REQUIREMENT
Looking at the listing, state how many of its lines contain the string "validate". Write only the number.

============

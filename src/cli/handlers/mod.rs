//! Command handlers
//!
//! Each subcommand has a `handle_*` entry point. The ledger-driving
//! handlers share [`common::HandlerContext`] for building the session
//! ledger and rendering outcomes.

pub mod batch;
pub mod common;
pub mod config;
pub mod interactive;
pub mod rates;

pub use batch::handle_batch_command;
pub use config::handle_config_command;
pub use interactive::handle_interactive_command;
pub use rates::handle_rates_command;
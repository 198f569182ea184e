//! Command-line interface for parking-ledger

pub mod handlers;
pub mod output;
pub mod utils;

pub use output::OutputFormatter;

use clap::{Parser, Subcommand};
use std::path::PathBuf;

/// Vehicle parking ledger
#[derive(Parser, Debug)]
#[command(name = "parking-ledger", version, about, long_about = None)]
pub struct Cli {
    /// Configuration file (TOML, YAML or JSON)
    #[arg(short, long, global = true, value_name = "PATH")]
    pub config: Option<PathBuf>,

    /// Number of parking slots, overriding the configuration
    #[arg(long, global = true, value_name = "N")]
    pub slots: Option<usize>,

    /// Seed for token generation, for reproducible runs
    #[arg(long, global = true, value_name = "SEED")]
    pub seed: Option<u64>,

    /// Print results as JSON
    #[arg(long, global = true)]
    pub json: bool,

    /// Disable colored output
    #[arg(long, global = true)]
    pub no_color: bool,

    /// Enable debug logging on stderr
    #[arg(short, long, global = true)]
    pub verbose: bool,

    #[command(subcommand)]
    pub command: Option<Commands>,
}

#[derive(Subcommand, Debug)]
pub enum Commands {
    /// Run the interactive parking menu (default)
    Interactive,

    /// Run a script of ledger commands
    ///
    /// One command per line: `park <name...> <phone> <plate> <type-id>`,
    /// `remove <token|#N>`, `list`, `slots`, `advance <duration>`, `exit`.
    Batch {
        /// Script file; reads stdin when omitted
        #[arg(short, long, value_name = "PATH")]
        file: Option<PathBuf>,

        /// Use a clock that only moves on `advance`
        #[arg(long)]
        manual_clock: bool,
    },

    /// Show vehicle types and hourly rates
    Rates,

    /// Inspect configuration
    Config {
        #[command(subcommand)]
        command: ConfigCommands,
    },
}

#[derive(Subcommand, Debug)]
pub enum ConfigCommands {
    /// Print the effective configuration
    Show,

    /// Print the user configuration file location
    Path,
}
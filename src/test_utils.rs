//! Test utilities for parking-ledger
//!
//! Common fixtures so tests can build a ledger on a controllable clock
//! without repeating the builder chain.

#![cfg(test)]

use crate::core::{LedgerBuilder, ManualClock, ParkingLedger, Token};
use chrono::{DateTime, TimeZone, Utc};
use rust_decimal::Decimal;
use std::sync::Arc;

/// Fixed start time so timestamps in assertions are predictable
pub fn test_start() -> DateTime<Utc> {
    Utc.with_ymd_and_hms(2024, 6, 1, 9, 0, 0)
        .single()
        .expect("valid start time")
}

/// Parse a decimal literal
pub fn dec(s: &str) -> Decimal {
    s.parse().expect("valid decimal literal")
}

/// A ledger wired to a manual clock
pub struct TestLedger {
    pub ledger: ParkingLedger,
    pub clock: Arc<ManualClock>,
    pub start: DateTime<Utc>,
}

impl TestLedger {
    /// Seeded ledger with `total_slots` slots and the standard catalog
    pub fn with_slots(total_slots: usize) -> Self {
        let start = test_start();
        let clock = Arc::new(ManualClock::new(start));
        let ledger = LedgerBuilder::new()
            .total_slots(total_slots)
            .clock(Arc::clone(&clock))
            .seed(0x5eed)
            .build()
            .expect("Failed to build test ledger");

        Self {
            ledger,
            clock,
            start,
        }
    }

    /// Park `count` cars with plates `CAR-0`, `CAR-1`, ...
    pub fn with_cars(total_slots: usize, count: usize) -> (Self, Vec<Token>) {
        let mut fixture = Self::with_slots(total_slots);
        let tokens = (0..count)
            .map(|i| {
                fixture
                    .ledger
                    .park(&format!("Owner {i}"), "0000000000", &format!("CAR-{i}"), 1)
                    .expect("Failed to park test car")
            })
            .collect();
        (fixture, tokens)
    }
}

#[cfg(test)]
mod tests {
    use super::*;

    #[test]
    fn test_fixture_uses_manual_clock() {
        let fixture = TestLedger::with_slots(4);
        assert_eq!(fixture.ledger.remaining_slots(), (4, 4));
        assert_eq!(fixture.start, test_start());
    }

    #[test]
    fn test_fixture_with_cars() {
        let (fixture, tokens) = TestLedger::with_cars(4, 3);
        assert_eq!(tokens.len(), 3);
        assert_eq!(fixture.ledger.remaining_slots(), (1, 4));
        assert_eq!(
            fixture.ledger.find_by_plate("CAR-2").map(|v| &v.token),
            Some(&tokens[2])
        );
    }
}
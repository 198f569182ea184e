//! Configuration for parking-ledger
//!
//! Sources are layered, later ones winning:
//!
//! 1. built-in defaults
//! 2. `config.toml` in the user config directory (optional)
//! 3. a file passed with `--config` (required when given)
//! 4. `PARKING_LEDGER_*` environment variables, `__` between sections,
//!    e.g. `PARKING_LEDGER_LEDGER__TOTAL_SLOTS=20`

use crate::core::{DEFAULT_MAX_RANDOM_DRAWS, DEFAULT_TOTAL_SLOTS, TokenFormat};
use crate::error::{ParkingError, Result};
use chrono::format::{Item, StrftimeItems};
use directories::ProjectDirs;
use serde::{Deserialize, Serialize};
use std::path::{Path, PathBuf};

/// Environment variable prefix
pub const ENV_PREFIX: &str = "PARKING_LEDGER";

/// Effective configuration
#[derive(Debug, Clone, Default, PartialEq, Eq, Serialize, Deserialize)]
#[serde(default)]
pub struct Config {
    pub ledger: LedgerSettings,
    pub ui: UiSettings,
}

/// `[ledger]` section
#[derive(Debug, Clone, PartialEq, Eq, Serialize, Deserialize)]
#[serde(default)]
pub struct LedgerSettings {
    pub total_slots: usize,
    pub token: TokenFormat,
    pub max_random_draws: u32,
}

impl Default for LedgerSettings {
    fn default() -> Self {
        Self {
            total_slots: DEFAULT_TOTAL_SLOTS,
            token: TokenFormat::default(),
            max_random_draws: DEFAULT_MAX_RANDOM_DRAWS,
        }
    }
}

/// `[ui]` section
#[derive(Debug, Clone, PartialEq, Eq, Serialize, Deserialize)]
#[serde(default)]
pub struct UiSettings {
    pub currency_symbol: String,
    /// strftime pattern for entry and exit times
    pub timestamp_format: String,
}

impl Default for UiSettings {
    fn default() -> Self {
        Self {
            currency_symbol: "Rs.".to_string(),
            timestamp_format: "%Y-%m-%d %H:%M:%S".to_string(),
        }
    }
}

impl Config {
    /// Load from every source, with `explicit` as the `--config` file
    pub fn load(explicit: Option<&Path>) -> Result<Self> {
        let user_file = Self::user_config_path();
        Self::load_layered(user_file.as_deref(), explicit)
    }

    /// Defaults plus environment, ignoring any files
    pub fn load_or_default() -> Result<Self> {
        Self::load_layered(None, None)
    }

    /// `<config dir>/parking-ledger/config.toml` if a home directory exists
    pub fn user_config_path() -> Option<PathBuf> {
        ProjectDirs::from("", "", "parking-ledger").map(|dirs| dirs.config_dir().join("config.toml"))
    }

    fn load_layered(user_file: Option<&Path>, explicit: Option<&Path>) -> Result<Self> {
        let mut builder =
            ::config::Config::builder().add_source(::config::Config::try_from(&Self::default())?);

        if let Some(path) = user_file {
            tracing::debug!(path = %path.display(), "reading user config if present");
            builder = builder.add_source(::config::File::from(path).required(false));
        }
        if let Some(path) = explicit {
            tracing::debug!(path = %path.display(), "reading config file");
            builder = builder.add_source(::config::File::from(path).required(true));
        }

        let config: Self = builder
            .add_source(
                ::config::Environment::with_prefix(ENV_PREFIX)
                    .prefix_separator("_")
                    .separator("__")
                    .try_parsing(true),
            )
            .build()?
            .try_deserialize()?;

        config.validate()?;
        Ok(config)
    }

    /// Reject values the ledger or the output layer cannot work with
    pub fn validate(&self) -> Result<()> {
        if self.ledger.total_slots == 0 {
            return Err(ParkingError::invalid_config(
                "ledger.total_slots must be greater than zero",
            ));
        }
        self.ledger.token.validate()?;
        self.ledger.token.ensure_room_for(self.ledger.total_slots)?;
        if StrftimeItems::new(&self.ui.timestamp_format).any(|item| matches!(item, Item::Error)) {
            return Err(ParkingError::invalid_config(format!(
                "ui.timestamp_format is not a valid strftime pattern: '{}'",
                self.ui.timestamp_format
            )));
        }
        Ok(())
    }
}

#[cfg(test)]
mod tests {
    use super::*;
    use serial_test::serial;
    use std::io::Write;
    use tempfile::NamedTempFile;

    fn toml_file(contents: &str) -> NamedTempFile {
        let mut file = tempfile::Builder::new().suffix(".toml").tempfile().unwrap();
        file.write_all(contents.as_bytes()).unwrap();
        file
    }

    #[test]
    #[serial]
    fn test_defaults() {
        let config = Config::load_or_default().unwrap();
        assert_eq!(config.ledger.total_slots, 100);
        assert_eq!(config.ledger.token, TokenFormat::new(6, "ABC"));
        assert_eq!(config.ledger.max_random_draws, 1024);
        assert_eq!(config.ui.currency_symbol, "Rs.");
    }

    #[test]
    #[serial]
    fn test_file_overrides_defaults() {
        let file = toml_file(
            r#"
[ledger]
total_slots = 12

[ledger.token]
suffix = "PRK"

[ui]
currency_symbol = "$"
"#,
        );

        let config = Config::load_layered(None, Some(file.path())).unwrap();
        assert_eq!(config.ledger.total_slots, 12);
        assert_eq!(config.ledger.token.suffix, "PRK");
        assert_eq!(config.ledger.token.digits, 6);
        assert_eq!(config.ui.currency_symbol, "$");
    }

    #[test]
    #[serial]
    fn test_missing_user_file_is_ignored() {
        let dir = tempfile::TempDir::new().unwrap();
        let missing = dir.path().join("config.toml");
        let config = Config::load_layered(Some(&missing), None).unwrap();
        assert_eq!(config, Config::default());
    }

    #[test]
    #[serial]
    fn test_missing_explicit_file_is_an_error() {
        let dir = tempfile::TempDir::new().unwrap();
        let missing = dir.path().join("nope.toml");
        let err = Config::load_layered(None, Some(&missing)).unwrap_err();
        assert!(err.is_config_error());
    }

    #[test]
    #[serial]
    fn test_environment_overrides_file() {
        let file = toml_file("[ledger]\ntotal_slots = 12\n");

        // SAFETY: serialized with every other test that reads the environment
        unsafe { std::env::set_var("PARKING_LEDGER_LEDGER__TOTAL_SLOTS", "20") };
        let result = Config::load_layered(None, Some(file.path()));
        unsafe { std::env::remove_var("PARKING_LEDGER_LEDGER__TOTAL_SLOTS") };

        assert_eq!(result.unwrap().ledger.total_slots, 20);
    }

    #[test]
    #[serial]
    fn test_invalid_values_rejected() {
        let file = toml_file("[ledger]\ntotal_slots = 0\n");
        assert!(Config::load_layered(None, Some(file.path())).is_err());

        let file = toml_file("[ledger.token]\ndigits = 0\n");
        assert!(Config::load_layered(None, Some(file.path())).is_err());

        let file = toml_file("[ui]\ntimestamp_format = \"%Q\"\n");
        assert!(Config::load_layered(None, Some(file.path())).is_err());
    }

    #[test]
    fn test_slots_must_fit_token_space() {
        let mut config = Config::default();
        config.ledger.token.digits = 1;
        config.ledger.total_slots = 10;
        let err = config.validate().unwrap_err();
        assert!(err.is_config_error());
        assert!(err.to_string().contains("distinct tokens"));

        config.ledger.total_slots = 9;
        assert!(config.validate().is_ok());
    }
}
//! parking-ledger - An in-memory vehicle parking ledger
//!
//! This crate provides:
//! - Slot-limited admission with one active entry per plate number
//! - Unique parking tokens in a configurable format
//! - Time-based exit billing with a one-hour minimum
//! - An interactive menu and a scriptable batch mode
//!
//! Nothing is persisted; a ledger lives as long as the value that owns it.

//! # Example
//!
//! ```rust
//! use parking_ledger::core::LedgerBuilder;
//!
//! let mut ledger = LedgerBuilder::new().total_slots(2).build()?;
//!
//! let token = ledger.park("Anita", "9876543210", "KA01AB1234", 1)?;
//! assert_eq!(ledger.remaining_slots(), (1, 2));
//!
//! let receipt = ledger.remove(token.as_str())?;
//! assert_eq!(receipt.vehicle_type_name, "Car");
//! assert_eq!(receipt.total_cost.to_string(), "30.00");
//! # Ok::<(), parking_ledger::ParkingError>(())
//! ```

// Allow missing error documentation for internal implementations
#![allow(clippy::missing_errors_doc)]
#![allow(clippy::module_name_repetitions)]
#![allow(clippy::indexing_slicing)]

pub mod cli;
pub mod config;
pub mod core;
pub mod error;
pub mod interactive;

#[cfg(test)]
pub mod test_utils;

// Re-export commonly used types
pub use error::{LedgerError, ParkingError, Result};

============

REPLY TO THE EXERCISE
5